Monday, April 02, 2018 at 4:00 PM

JILA Auditorium

Cristobal Petrovich, Canadian Institute for Theoretical Astrophysics

"Architecture of Kepler planets: an exoplanet perspective of the Solar system"

A Pretty Image from the Talk

Abstract:

The Kepler mission has detected thousands of exoplanets around Sun-like stars. These exoplanets present a wide range of sizes and orbital properties, some of which differ from those in our Solar system. This observation raises the question of whether the Solar system is an atypical outcome of planet formation and evolution. I will argue against this notion from two different extreme view points: the norm and the exception. First, I will show new results for the intrinsic architecture of Kepler planets and discuss what the norm looks like.
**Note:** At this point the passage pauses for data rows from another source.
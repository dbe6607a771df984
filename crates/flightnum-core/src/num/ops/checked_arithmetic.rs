// Copyright (c) 2025 Felix Kahle.
//
// Permission is hereby granted, free of charge, to any person obtaining
// a copy of this software and associated documentation files (the
// "Software"), to deal in the Software without restriction, including
// without limitation the rights to use, copy, modify, merge, publish,
// distribute, sublicense, and/or sell copies of the Software, and to
// permit persons to whom the Software is furnished to do so, subject to
// the following conditions:
//
// The above copyright notice and this permission notice shall be
// included in all copies or substantial portions of the Software.
//
// THE SOFTWARE IS PROVIDED "AS IS", WITHOUT WARRANTY OF ANY KIND,
// EXPRESS OR IMPLIED, INCLUDING BUT NOT LIMITED TO THE WARRANTIES OF
// MERCHANTABILITY, FITNESS FOR A PARTICULAR PURPOSE AND
// NONINFRINGEMENT. IN NO EVENT SHALL THE AUTHORS OR COPYRIGHT HOLDERS BE
// LIABLE FOR ANY CLAIM, DAMAGES OR OTHER LIABILITY, WHETHER IN AN ACTION
// OF CONTRACT, TORT OR OTHERWISE, ARISING FROM, OUT OF OR IN CONNECTION
// WITH THE SOFTWARE OR THE USE OR OTHER DEALINGS IN THE SOFTWARE.

//! Checked integer arithmetic on the host representation.
//!
//! Each trait method forwards to the [`kernel`](super::kernel) with
//! [`HostRepr`] and returns the exact result or a [`NumError`] holding the
//! saturated fallback. The `can_*` predicates report whether the matching
//! operation would succeed.

use crate::env::HostRepr;
use crate::error::NumError;
use crate::num::ops::kernel;
use crate::num::types::Integer;

/// A trait for types that support checked addition by value.
///
/// # Examples
///
/// ```rust
/// # use flightnum_core::error::ErrorKind;
/// # use flightnum_core::num::ops::checked_arithmetic::CheckedAddVal;
/// let a: u8 = 200;
/// assert_eq!(a.checked_add_val(50), Ok(250));
/// let e = a.checked_add_val(100).unwrap_err();
/// assert_eq!(e.kind(), ErrorKind::Overflow);
/// assert_eq!(e.saturated(), 255);
/// ```
pub trait CheckedAddVal: Integer {
    /// Performs checked addition by value.
    fn checked_add_val(self, v: Self) -> Result<Self, NumError<Self>>;
}

/// A trait for types that support checked subtraction by value.
///
/// # Examples
///
/// ```rust
/// # use flightnum_core::num::ops::checked_arithmetic::CheckedSubVal;
/// let a: u8 = 50;
/// assert_eq!(a.checked_sub_val(20), Ok(30));
/// assert_eq!(a.checked_sub_val(100).unwrap_err().saturated(), 0);
/// ```
pub trait CheckedSubVal: Integer {
    /// Performs checked subtraction by value.
    fn checked_sub_val(self, v: Self) -> Result<Self, NumError<Self>>;
}

/// A trait for types that support checked multiplication by value.
pub trait CheckedMulVal: Integer {
    /// Performs checked multiplication by value.
    fn checked_mul_val(self, v: Self) -> Result<Self, NumError<Self>>;
}

/// A trait for types that support checked division by value.
///
/// # Examples
///
/// ```rust
/// # use flightnum_core::error::ErrorKind;
/// # use flightnum_core::num::ops::checked_arithmetic::CheckedDivVal;
/// assert_eq!(7i32.checked_div_val(2), Ok(3));
/// assert_eq!(7i32.checked_div_val(0).unwrap_err().kind(), ErrorKind::DivisionByZero);
/// ```
pub trait CheckedDivVal: Integer {
    /// Performs checked division by value.
    fn checked_div_val(self, v: Self) -> Result<Self, NumError<Self>>;
}

/// A trait for types that support checked remainder by value.
pub trait CheckedRemVal: Integer {
    /// Performs checked remainder by value.
    fn checked_rem_val(self, v: Self) -> Result<Self, NumError<Self>>;
}

/// A trait for types that support checked left shifts.
pub trait CheckedShlVal: Integer {
    /// Shifts left by `k`, stopping before the first set bit would be lost.
    fn checked_shl_val(self, k: i32) -> Result<Self, NumError<Self>>;
}

/// A trait for types that support checked right shifts.
pub trait CheckedShrVal: Integer {
    /// Shifts right by `k`, arithmetically for signed types.
    fn checked_shr_val(self, k: i32) -> Result<Self, NumError<Self>>;
}

/// A trait for signed types that support checked negation.
///
/// # Examples
///
/// ```rust
/// # use flightnum_core::num::ops::checked_arithmetic::CheckedNegVal;
/// assert_eq!(5i8.checked_neg_val(), Ok(-5));
/// # #[cfg(not(any(feature = "ones-complement", feature = "sign-magnitude")))]
/// assert_eq!(i8::MIN.checked_neg_val().unwrap_err().saturated(), i8::MAX);
/// ```
pub trait CheckedNegVal: Integer {
    /// Performs checked negation.
    fn checked_neg_val(self) -> Result<Self, NumError<Self>>;
}

/// A trait for signed types that support a checked absolute value.
pub trait CheckedAbsVal: Integer {
    /// Computes the checked absolute value.
    fn checked_abs_val(self) -> Result<Self, NumError<Self>>;
}

macro_rules! checked_impl_binary_val {
    ($trait_name:ident, $method:ident, $kernel_fn:ident, $rhs:ty; $($t:ident)*) => {$(
        impl $trait_name for $t {
            #[inline(always)]
            fn $method(self, v: $rhs) -> Result<$t, NumError<$t>> {
                kernel::$kernel_fn::<HostRepr, $t>(self, v)
            }
        }
    )*};
}

macro_rules! checked_impl_unary_val {
    ($trait_name:ident, $method:ident, $kernel_fn:ident; $($t:ident)*) => {$(
        impl $trait_name for $t {
            #[inline(always)]
            fn $method(self) -> Result<$t, NumError<$t>> {
                kernel::$kernel_fn::<HostRepr, $t>(self)
            }
        }
    )*};
}

checked_impl_binary_val!(CheckedAddVal, checked_add_val, try_add, Self; i8 i16 i32 i64 u8 u16 u32 u64);
checked_impl_binary_val!(CheckedSubVal, checked_sub_val, try_sub, Self; i8 i16 i32 i64 u8 u16 u32 u64);
checked_impl_binary_val!(CheckedMulVal, checked_mul_val, try_mul, Self; i8 i16 i32 i64 u8 u16 u32 u64);
checked_impl_binary_val!(CheckedDivVal, checked_div_val, try_div, Self; i8 i16 i32 i64 u8 u16 u32 u64);
checked_impl_binary_val!(CheckedRemVal, checked_rem_val, try_rem, Self; i8 i16 i32 i64 u8 u16 u32 u64);
checked_impl_binary_val!(CheckedShlVal, checked_shl_val, try_lshift, i32; i8 i16 i32 i64 u8 u16 u32 u64);
checked_impl_binary_val!(CheckedShrVal, checked_shr_val, try_rshift, i32; i8 i16 i32 i64 u8 u16 u32 u64);

checked_impl_unary_val!(CheckedNegVal, checked_neg_val, try_neg; i8 i16 i32 i64);
checked_impl_unary_val!(CheckedAbsVal, checked_abs_val, try_abs; i8 i16 i32 i64);

/// Returns `true` if `-v` is representable.
#[inline(always)]
pub fn can_neg<T: CheckedNegVal>(v: T) -> bool {
    v.checked_neg_val().is_ok()
}

/// Returns `true` if `a + b` is representable.
#[inline(always)]
pub fn can_add<T: CheckedAddVal>(a: T, b: T) -> bool {
    a.checked_add_val(b).is_ok()
}

/// Returns `true` if `a - b` is representable.
#[inline(always)]
pub fn can_sub<T: CheckedSubVal>(a: T, b: T) -> bool {
    a.checked_sub_val(b).is_ok()
}

/// Returns `true` if `a * b` is representable.
#[inline(always)]
pub fn can_mul<T: CheckedMulVal>(a: T, b: T) -> bool {
    a.checked_mul_val(b).is_ok()
}

/// Returns `true` if `n / d` is defined and representable.
#[inline(always)]
pub fn can_div<T: CheckedDivVal>(n: T, d: T) -> bool {
    n.checked_div_val(d).is_ok()
}

/// Returns `true` if `n % d` is defined.
#[inline(always)]
pub fn can_rem<T: CheckedRemVal>(n: T, d: T) -> bool {
    n.checked_rem_val(d).is_ok()
}

/// Returns `true` if `v << k` loses no set bit.
#[inline(always)]
pub fn can_lshift<T: CheckedShlVal>(v: T, k: i32) -> bool {
    v.checked_shl_val(k).is_ok()
}

/// Returns `true` if `k` is a valid right-shift count.
#[inline(always)]
pub fn can_rshift<T: CheckedShrVal>(v: T, k: i32) -> bool {
    v.checked_shr_val(k).is_ok()
}

macro_rules! can_suffix_fns {
    ($($t:ident)*) => {$(
        paste::paste! {
            #[inline]
            pub fn [<can_add_ $t>](a: $t, b: $t) -> bool { can_add(a, b) }
            #[inline]
            pub fn [<can_sub_ $t>](a: $t, b: $t) -> bool { can_sub(a, b) }
            #[inline]
            pub fn [<can_mul_ $t>](a: $t, b: $t) -> bool { can_mul(a, b) }
            #[inline]
            pub fn [<can_div_ $t>](n: $t, d: $t) -> bool { can_div(n, d) }
            #[inline]
            pub fn [<can_rem_ $t>](n: $t, d: $t) -> bool { can_rem(n, d) }
            #[inline]
            pub fn [<can_lshift_ $t>](v: $t, k: i32) -> bool { can_lshift(v, k) }
            #[inline]
            pub fn [<can_rshift_ $t>](v: $t, k: i32) -> bool { can_rshift(v, k) }
        }
    )*};
}

macro_rules! can_signed_suffix_fns {
    ($($t:ident)*) => {$(
        paste::paste! {
            #[inline]
            pub fn [<can_neg_ $t>](v: $t) -> bool { can_neg(v) }
        }
    )*};
}

can_suffix_fns!(i8 i16 i32 i64 u8 u16 u32 u64);
can_signed_suffix_fns!(i8 i16 i32 i64);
We find that most Sun-like stars do not host a planet between the size of Earth and Neptune inside 400 days, making our Solar system less atypical than previously thought. I will further discuss how the planetary inclinations and multiplicities might have been sculpted by a phase of giant impacts, similar to the late stages of terrestrial planet formation in our Solar system. Second, I will focus on a set of exceptional evolution paths for the Kepler planets and argue that the rare and puzzling population of ultra short-period planets (periods <1 day), might acquire their extreme orbits through secular dynamical instabilities, similar to those that Mercury can potentially experience in the future.